« Le 14 novembre, le Bureau of Labor Statistics des Etats-Unis a annoncé que l’indice des prix à la consommation n’avait pas varié en octobre (qu’il soit désaisonnalisé ou non). Autrement dit, le niveau de l’indice des prix à la consommation n’a pas changé, ni le taux d’inflation, qui a été nul. Bien sûr, les chiffres sur un mois sont trop volatils pour tirer une conclusion. Les prix de l’essence ne vont pas chaque mois chuter de 5,0 %, comme ils l’ont fait de septembre à octobre.

Le taux d’inflation global de l’indice des prix à la consommation au cours des douze derniers mois a été de 3,2 %, bien inférieur au taux de 6,5 % observé en 2022. Au risque de tenter le sort, on pourrait dire que la lutte contre l’inflation a été gagnée.

Un cas rare de désinflation immaculée


Contrairement à ce que beaucoup d’économistes ont prédit, et aussi contrairement à ce que beaucoup d’Américains continent de croire, le taux d’inflation aux Etats-Unis a, jusqu’à présent, baissé sans que l’activité économique ou l’emploi ne décline significativement. L’économie américaine a créé 204.000 emplois par mois au cours des trois derniers mois, soit davantage que la croissance à long terme de la population active. En conséquence, le chômage reste sous les 4,0 %, presque le plus faible niveau depuis la fin des années 1960. La croissance du PIB a été de 2,3 % en rythme annualisé jusqu’à présent cette année, soit bien plus rapide que le taux de croissance moyen des Etats-Unis depuis le tournant du siècle. Cet épisode a été qualifié de "désinflation immaculée", puisque celle-ci s’est opérée sans perte en revenu ou emploi.

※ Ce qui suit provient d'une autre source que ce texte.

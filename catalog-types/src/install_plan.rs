use k8s_openapi::apimachinery::pkg::apis::meta::v1::Condition;
use kube::CustomResource;
use schemars::JsonSchema;
use serde::{Deserialize, Serialize};
use strum::{Display, EnumString};

use crate::subscription::Approval;

/// Stable string contract, `spec.md` §6: `{None, Planning, RequiresApproval,
/// Installing, Complete, Failed}`.
#[derive(Clone, Copy, Debug, Default, PartialEq, Eq, Serialize, Deserialize, JsonSchema, Display, EnumString)]
#[serde(rename_all = "PascalCase")]
#[strum(serialize_all = "PascalCase")]
pub enum InstallPlanPhase {
    #[default]
    None,
    Planning,
    RequiresApproval,
    Installing,
    Complete,
    Failed,
}

impl InstallPlanPhase {
    /// True once the transitioner has stopped touching this plan on its
    /// own (a terminal phase for the current attempt, `spec.md` §4.3).
    pub fn is_terminal(self) -> bool {
        matches!(self, InstallPlanPhase::Complete | InstallPlanPhase::Failed)
    }
}

/// Stable string contract, `spec.md` §6: `{Unknown, NotPresent, Present,
/// Created, WaitingForAPI, UnsupportedResource}`.
#[derive(Clone, Copy, Debug, Default, PartialEq, Eq, Serialize, Deserialize, JsonSchema, Display, EnumString)]
#[serde(rename_all = "PascalCase")]
#[strum(serialize_all = "PascalCase")]
pub enum StepStatus {
    #[default]
    Unknown,
    NotPresent,
    Present,
    Created,
    WaitingForApi,
    UnsupportedResource,
}

impl StepStatus {
    /// A step in one of these statuses still needs `ExecutePlan` to act on
    /// it; everything else is either converged or terminal.
    pub fn needs_action(self) -> bool {
        matches!(self, StepStatus::Unknown | StepStatus::NotPresent)
    }

    /// A step the plan considers satisfied (`spec.md` §8 "Idempotence of
    /// ExecutePlan": final statuses are `{present, created}`).
    pub fn is_converged(self) -> bool {
        matches!(self, StepStatus::Present | StepStatus::Created)
    }
}

/// The resource a `Step` applies, carried alongside the raw manifest so
/// steps can be compared/deduplicated without re-parsing it.
#[derive(Clone, Debug, Default, PartialEq, Serialize, Deserialize, JsonSchema)]
#[serde(rename_all = "camelCase")]
pub struct StepResource {
    pub group: String,
    pub version: String,
    pub kind: String,
    pub name: String,

    /// The object to create/update, serialized as a JSON string (a
    /// `kube::core::DynamicObject` round-tripped through `serde_json`) or,
    /// for steps still pending unpack, a bundle reference string.
    pub manifest: String,

    pub catalog_source: String,
    pub catalog_source_namespace: String,
}

impl StepResource {
    pub fn api_version(&self) -> String {
        if self.group.is_empty() {
            self.version.clone()
        } else {
            format!("{}/{}", self.group, self.version)
        }
    }
}

#[derive(Clone, Debug, Default, PartialEq, Serialize, Deserialize, JsonSchema)]
#[serde(rename_all = "camelCase")]
pub struct Step {
    /// Name of the ClusterServiceVersion this step's resource belongs to.
    pub resolving: String,
    pub resource: StepResource,

    #[serde(default)]
    pub status: StepStatus,
}

#[derive(Clone, Debug, Default, PartialEq, Serialize, Deserialize, JsonSchema)]
#[serde(rename_all = "camelCase")]
pub struct BundleLookup {
    /// Image reference or `ConfigMap` name the unpack job reads from.
    pub source: String,
    pub identifier: String,

    /// Opaque property blob forwarded to/from the external unpacker;
    /// the core never interprets its contents.
    #[serde(default)]
    pub properties: String,

    #[serde(default)]
    pub conditions: Vec<Condition>,
}

#[derive(Clone, Debug, Default, PartialEq, Serialize, Deserialize, JsonSchema)]
#[serde(rename_all = "camelCase")]
pub struct AttenuatedServiceAccountRef {
    pub name: String,
    pub namespace: String,
}

#[derive(CustomResource, Serialize, Deserialize, Default, Debug, PartialEq, Clone, JsonSchema)]
#[kube(
    group = "operators.example",
    version = "v1alpha1",
    kind = "InstallPlan",
    plural = "installplans",
    shortname = "ip",
    derive = "PartialEq",
    status = "InstallPlanStatus",
    namespaced
)]
#[kube(derive = "Default")]
#[kube(printcolumn = "{\"jsonPath\": \".status.phase\", \"name\": \"PHASE\", \"type\": \"string\"}")]
#[serde(rename_all = "camelCase")]
pub struct InstallPlanSpec {
    pub cluster_service_version_names: Vec<String>,

    #[serde(default)]
    pub approval: Approval,

    /// Never flipped by the transitioner itself (`spec.md` §3 "Approval
    /// gate"); only a user (or the creating Subscription, for Automatic
    /// approval) sets this.
    #[serde(default)]
    pub approved: bool,

    /// Strictly greater than any prior generation for the owning
    /// Subscription(s) (`spec.md` §3 "Generation monotonicity").
    #[serde(default)]
    pub generation: i64,
}

#[derive(Serialize, Deserialize, Default, Debug, PartialEq, Clone, JsonSchema)]
#[serde(rename_all = "camelCase")]
pub struct InstallPlanStatus {
    #[serde(default)]
    pub phase: InstallPlanPhase,

    #[serde(default)]
    pub plan: Vec<Step>,

    #[serde(default)]
    pub bundle_lookups: Vec<BundleLookup>,

    #[serde(default)]
    pub catalog_sources: Vec<String>,

    #[serde(default)]
    pub conditions: Vec<Condition>,

    pub attenuated_service_account_ref: Option<AttenuatedServiceAccountRef>,
}

impl InstallPlanStatus {
    /// `spec.md` §4.3 step 1: "Empty plan guard".
    pub fn is_empty_plan(&self) -> bool {
        self.plan.is_empty() && self.bundle_lookups.is_empty()
    }

    /// `spec.md` §8 "Idempotence of ExecutePlan": the plan is done once
    /// every step is `{present, created}`.
    pub fn all_steps_converged(&self) -> bool {
        !self.plan.is_empty() && self.plan.iter().all(|s| s.status.is_converged())
    }
}

#[cfg(test)]
mod tests {
    use super::*;

    #[test]
    fn phase_wire_values_match_stable_contract() {
        for (phase, expected) in [
            (InstallPlanPhase::None, "\"None\""),
            (InstallPlanPhase::Planning, "\"Planning\""),
            (InstallPlanPhase::RequiresApproval, "\"RequiresApproval\""),
            (InstallPlanPhase::Installing, "\"Installing\""),
            (InstallPlanPhase::Complete, "\"Complete\""),
            (InstallPlanPhase::Failed, "\"Failed\""),
        ] {
            assert_eq!(serde_json::to_string(&phase).unwrap(), expected);
        }
    }

    #[test]
    fn step_status_wire_values_match_stable_contract() {
        for (status, expected) in [
            (StepStatus::Unknown, "\"Unknown\""),
            (StepStatus::NotPresent, "\"NotPresent\""),
            (StepStatus::Present, "\"Present\""),
            (StepStatus::Created, "\"Created\""),
            (StepStatus::WaitingForApi, "\"WaitingForApi\""),
            (StepStatus::UnsupportedResource, "\"UnsupportedResource\""),
        ] {
            assert_eq!(serde_json::to_string(&status).unwrap(), expected);
        }
    }

    #[test]
    fn empty_plan_guard_true_only_when_both_lists_empty() {
        let status = InstallPlanStatus::default();
        assert!(status.is_empty_plan());
    }

    #[test]
    fn all_steps_converged_false_on_empty_plan() {
        assert!(!InstallPlanStatus::default().all_steps_converged());
    }

    #[test]
    fn all_steps_converged_true_when_every_step_present_or_created() {
        let mut status = InstallPlanStatus::default();
        status.plan.push(Step {
            status: StepStatus::Present,
            ..Default::default()
        });
        status.plan.push(Step {
            status: StepStatus::Created,
            ..Default::default()
        });
        assert!(status.all_steps_converged());
        status.plan.push(Step {
            status: StepStatus::Unknown,
            ..Default::default()
        });
        assert!(!status.all_steps_converged());
    }
}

L’histoire a été la même dans les autres pays industrialisés l’inflation a augmenté en 2021 et en 2022, puis elle a baissé en 2023. Mais les statistiques ailleurs ne sont pas aussi bonnes qu’aux Etats-Unis. D’autres économies industrialisées (la zone euro, le Royaume-Uni, le Canada et le Japon) connaissent une plus faible croissance. Pourtant l’inflation est plus forte en Europe qu’aux Etats-Unis. (Elle reste très faible au Japon).

Si l’on s’en tient aux règles traditionnelles de la politique, la Fed et l’administration fédérale devraient obtenir le crédit politique pour les progrès qui ont été réalisés au cours de cette période, qu’importe s’ils y ont contribué ou non. Mais ce critère (la pratique politique traditionnelle) place la barre trop bas. On peut raisonnablement se demander si les responsables politiques sont responsables, dans un sens causal, de l’apparent atterrissage en douceur. Il y a deux ans, ils ont certainement sous-estimé le danger de l’inflation. Si le resserrement subséquent de la politique monétaire est responsable de la désinflation, il ne semble pas avoir opéré via les canaux habituels de la baisse de la production et de l’emploi.

Quelques canaux alternatifs pour la politique monétaire


De possibles mécanismes de transmission des taux d’intérêt à l’inflation n’opèrent pas via la production ou l’emploi. De tels canaux sont l’immobilier, le taux de change et les prix des matières premières :

  • Les taux d’intérêt hypothécaires contribuent à déterminer la demande de logements. Ils ont abruptement augmenté au cours des deux dernières années, la période au cours de laquelle la Fed a mis un terme à l’assouplissement quantitatif et resserré sa politique monétaire. Certains indicateurs des prix de l’immobilier montrent que ces derniers ont brutalement chuté après le milieu de l’année 2022.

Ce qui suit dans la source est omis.